Along with the announcement about the settlements, Georgetown and Idaho Springs issued statements, saying that Glass’s death was unnecessary and preventable. Both agencies blamed the Clear Creek Sheriff’s Office for inaccurate information in a news release published after Glass’s death.
The news release characterized Glass as a criminal who was responsible for his own death.
“That press release should have included more specific details and, once inaccuracies were realized, all involved agencies should have immediately corrected the information,” the Idaho Springs statement said. “The City and ISPD Chief Nate Buseck acknowledge that the lack of judgment, poor tactics, and lack of clear command structure resulted in the unnecessary death of Christian Glass.”
In the sheriff’s statement, Albers took responsibility for the inaccurate description of what happened.
Georgetown officers are attending courses in intensive crisis intervention responses, and the city will participate in a county-wide co-responder program that allows a mental health professional and paramedic to assist law enforcement.
“Despite its awful outcome, Georgetown can — and will — learn from this incident and is committed to making changes to how it trains and supervises its officers as well how it works with its local partners, including Clear Creek County, Idaho Springs, and the State in responding to similar incidents moving forward,” that city’s statement said.
The $19 million settlement will be split among the state and the three law enforcement agencies:
- Clear Creek County — $10 million
- Georgetown — $5 million
- State of Colorado — $3 million (for Colorado State Patrol officer and two Division of Gaming investigators)
- Idaho Springs — $1 million
The settlement also involved specific non-financial agreements, a strategy often used by the Rathod Mohamedbhai law firm to push for police reform.

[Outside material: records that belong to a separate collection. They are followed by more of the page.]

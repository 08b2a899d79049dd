//! Rewrites references to the exported support-file directory so they point at
//! the canonical asset directory instead.

/// Replaces every occurrence of `bundle_token` (e.g. `my-post_files`) in
/// `markdown` with `public_path` (e.g. `/assets/my-post`). The substitution is
/// literal; it does not parse the markdown, so references in raw HTML
/// (`<img src="...">`) are rewritten too.
pub fn rewrite(markdown: &str, bundle_token: &str, public_path: &str) -> String {
    markdown.replace(bundle_token, public_path)
}

/// Counts the references to `bundle_token` in `markdown`. Before a rewrite
/// this is the number that will be rewritten; after it, the number left
/// dangling.
pub fn references(markdown: &str, bundle_token: &str) -> usize {
    markdown.matches(bundle_token).count()
}

#[cfg(test)]
mod test {
    use super::*;

    #[test]
    fn test_rewrite_markdown_and_html_references() {
        let input = "![png](post_files/post_1_0.png)\n\n<img src=\"post_files/post_2_0.svg\"/>\n";
        let out = rewrite(input, "post_files", "/assets/post");
        assert_eq!(
            "![png](/assets/post/post_1_0.png)\n\n<img src=\"/assets/post/post_2_0.svg\"/>\n",
            out
        );
        assert_eq!(2, references(input, "post_files"));
        assert_eq!(0, references(&out, "post_files"));
    }

    #[test]
    fn test_rewrite_maps_stem_to_dated_name() {
        let out = rewrite("![](post_files/x.png)", "post_files", "/media/2021-05-01-post");
        assert_eq!("![](/media/2021-05-01-post/x.png)", out);
    }

    #[test]
    fn test_rewrite_without_references_is_identity() {
        let input = "# Title\n\nNo images here; the stem `post` alone is untouched.\n";
        assert_eq!(input, rewrite(input, "post_files", "/assets/post"));
    }
}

The law firm in recent years has won some of the most high-profile law enforcement misconduct settlements in Colorado, including the McClain case.
State of Colorado
- Will display three pieces of Glass’s artwork in state office buildings and hold a dedication ceremony on Wednesday.
- Glass’s parents will be part of a training video for Colorado State Patrol and Division of Gaming officers.
- The Colorado State Patrol will create a Christian Glass virtual reality training scenario of the incident with a focus on de-escalation in a stressful situation with officers from multiple jurisdictions involved.
Clear Creek County
- Albers will issue a public apology.
- Glass’s parents will have the opportunity to speak to new patrol recruits at the sheriff’s office.
- Clear Creek County will certify all patrol officers in crisis intervention by Jan. 1, 2027, and all new officers will be certified within 12 months of assignment.
- Clear Creek County will establish a crisis response team by Jan. 1, 2025.
- Clear Creek County will dedicate a public park to Glass with consultation from his parents.